どっちみち『シェリル・カーター』の名は、この世から消える。でも実在する、しかも大切に想っている人間を名乗って生きていくのと、新しい戸籍を作って別人として生きていくのとでは、わけが違う。ましてや、もう降嫁しているとはいえ元王女の肩書を、一生背負っていくことになる。

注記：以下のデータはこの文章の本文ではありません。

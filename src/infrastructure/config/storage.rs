use super::app_config::AppConfig;
use super::state_config::StateConfig;
use serde::Serialize;
use serde::de::DeserializeOwned;
use std::fs;
use std::io::Write;
use std::path::{Path, PathBuf};
use thiserror::Error;
use tracing::{debug, info, warn};

const CONFIG_FILE_NAME: &str = "config.toml";
const STATE_FILE_NAME: &str = "state.toml";

/// Failure reading or writing the config files.
#[derive(Debug, Error)]
#[allow(missing_docs)]
pub enum ConfigError {
    #[error("no config directory available on this platform")]
    ConfigDirNotFound,
    #[error("io error: {0}")]
    Io(#[from] std::io::Error),
    #[error("could not encode {file}: {source}")]
    Encode {
        file: PathBuf,
        source: toml::ser::Error,
    },
}

/// Owns `config.toml` (user settings) and `state.toml` (remembered between
/// runs, currently the last weather city).
pub struct StorageManager {
    dir: PathBuf,
}

impl StorageManager {
    /// Uses the platform config directory.
    ///
    /// # Errors
    ///
    /// Returns [`ConfigError::ConfigDirNotFound`] when the platform has none.
    pub fn new() -> Result<Self, ConfigError> {
        AppConfig::default_config_dir()
            .map(Self::with_dir)
            .ok_or(ConfigError::ConfigDirNotFound)
    }

    /// Uses `dir` instead of the platform directory.
    #[must_use]
    pub const fn with_dir(dir: PathBuf) -> Self {
        Self { dir }
    }

    /// Reads the settings from `path_override` or `config.toml`. A missing
    /// file is created with the defaults; a malformed one is left untouched
    /// and the defaults are used for this run.
    ///
    /// # Errors
    ///
    /// Returns `ConfigError` if the file cannot be read or the defaults
    /// cannot be written.
    pub fn load_config(&self, path_override: Option<&Path>) -> Result<AppConfig, ConfigError> {
        let path = path_override.map_or_else(|| self.dir.join(CONFIG_FILE_NAME), Path::to_path_buf);
        match read_toml(&path)? {
            Some(config) => Ok(config),
            None => {
                info!(path = %path.display(), "No config file, writing defaults");
                let config = AppConfig::default();
                write_toml(&path, &config)?;
                Ok(config)
            }
        }
    }

    /// # Errors
    ///
    /// Returns `ConfigError` if `state.toml` exists but cannot be read.
    pub fn load_state(&self) -> Result<StateConfig, ConfigError> {
        Ok(read_toml(&self.dir.join(STATE_FILE_NAME))?.unwrap_or_default())
    }

    /// # Errors
    ///
    /// Returns `ConfigError` if `state.toml` cannot be written.
    pub fn save_state(&self, state: &StateConfig) -> Result<(), ConfigError> {
        write_toml(&self.dir.join(STATE_FILE_NAME), state)
    }
}

/// `Ok(None)` when the file does not exist. Malformed content is logged and
/// read as the type's default.
fn read_toml<T: DeserializeOwned + Default>(path: &Path) -> Result<Option<T>, ConfigError> {
    let content = match fs::read_to_string(path) {
        Ok(content) => content,
        Err(e) if e.kind() == std::io::ErrorKind::NotFound => return Ok(None),
        Err(e) => return Err(e.into()),
    };
    Ok(Some(toml::from_str(&content).unwrap_or_else(|e| {
        warn!(error = %e, path = %path.display(), "Malformed file, using defaults");
        T::default()
    })))
}

/// Atomic write through a temp file in the target directory.
fn write_toml<T: Serialize>(path: &Path, data: &T) -> Result<(), ConfigError> {
    let content = toml::to_string_pretty(data).map_err(|source| ConfigError::Encode {
        file: path.to_path_buf(),
        source,
    })?;
    let dir = path.parent().unwrap_or_else(|| Path::new("."));
    fs::create_dir_all(dir)?;

    let mut temp = tempfile::NamedTempFile::new_in(dir)?;
    temp.write_all(content.as_bytes())?;
    temp.persist(path).map_err(|e| e.error)?;
    debug!(path = %path.display(), "Saved");
    Ok(())
}

#[cfg(test)]
mod tests {
    use super::*;
    use tempfile::tempdir;

    #[test]
    fn test_load_config_writes_defaults_when_missing() {
        let dir = tempdir().unwrap();
        let manager = StorageManager::with_dir(dir.path().join("campusdesk"));

        let config = manager.load_config(None).unwrap();
        assert_eq!(config.courses.page_size, 15);

        let written =
            fs::read_to_string(dir.path().join("campusdesk").join(CONFIG_FILE_NAME)).unwrap();
        let reparsed: AppConfig = toml::from_str(&written).unwrap();
        assert_eq!(reparsed.weather.default_city, "London");
    }

    #[test]
    fn test_load_config_keeps_malformed_file() {
        let dir = tempdir().unwrap();
        let manager = StorageManager::with_dir(dir.path().to_path_buf());
        let config_file = dir.path().join(CONFIG_FILE_NAME);

        fs::write(&config_file, "[courses\npage_size = ").unwrap();

        let config = manager.load_config(None).unwrap();
        assert_eq!(config.courses.page_size, 15);
        let content = fs::read_to_string(&config_file).unwrap();
        assert_eq!(content, "[courses\npage_size = ");
    }

    #[test]
    fn test_config_override_path() {
        let dir = tempdir().unwrap();
        let manager = StorageManager::with_dir(dir.path().join("unused"));
        let custom = dir.path().join("custom.toml");
        fs::write(&custom, "[courses]\npage_size = 25\n").unwrap();

        let config = manager.load_config(Some(&custom)).unwrap();
        assert_eq!(config.courses.page_size, 25);
        assert!(!dir.path().join("unused").exists());
    }

    #[test]
    fn test_save_and_load_state() {
        let dir = tempdir().unwrap();
        let manager = StorageManager::with_dir(dir.path().to_path_buf());

        let state = StateConfig {
            last_city: Some("Lagos".to_string()),
        };
        manager.save_state(&state).unwrap();

        assert!(dir.path().join(STATE_FILE_NAME).exists());
        assert_eq!(manager.load_state().unwrap(), state);
    }

    #[test]
    fn test_missing_state_is_default() {
        let dir = tempdir().unwrap();
        let manager = StorageManager::with_dir(dir.path().to_path_buf());
        assert_eq!(manager.load_state().unwrap(), StateConfig::default());
    }
}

もしそれが辛いっていうことなら、俺の願いは叶わない。
「そのはずなのに、さっき、ハリントン様の口から『シェリル』と自分の名を呼ばれた時、嬉しくて。とても嬉しくて。もう自分の名前が呼ばれることなどもうないと思っていましたから。でも同時に、悲しかったんです。私はエルシェリア様ではない。もう偽りでも『妻』として隣にいることは許されない、と」
突き落とされた後に持ち上げられるこの感じ・・・。
シェリル嬢以上に、俺の方が情緒不安定だ。
「・・・つまり?」
ちゃんと黙って全部話を聞くつもりだったのに、うっかり声を出してしまった。
何回もこれで失敗してるのに、っていや、これはしょうがないだろ。
「エルシェリア様にお許しいただけるのなら、一生偽り続けるのだとしても、ラル・・・ハリントン様の隣で、生きていきたいです」
オ、オーケーだよな? オーケー、もらえたんだよな?
はー。
俺は安堵のため息を吐き出して、どさりとソファの背もたれにもたれ込んだ。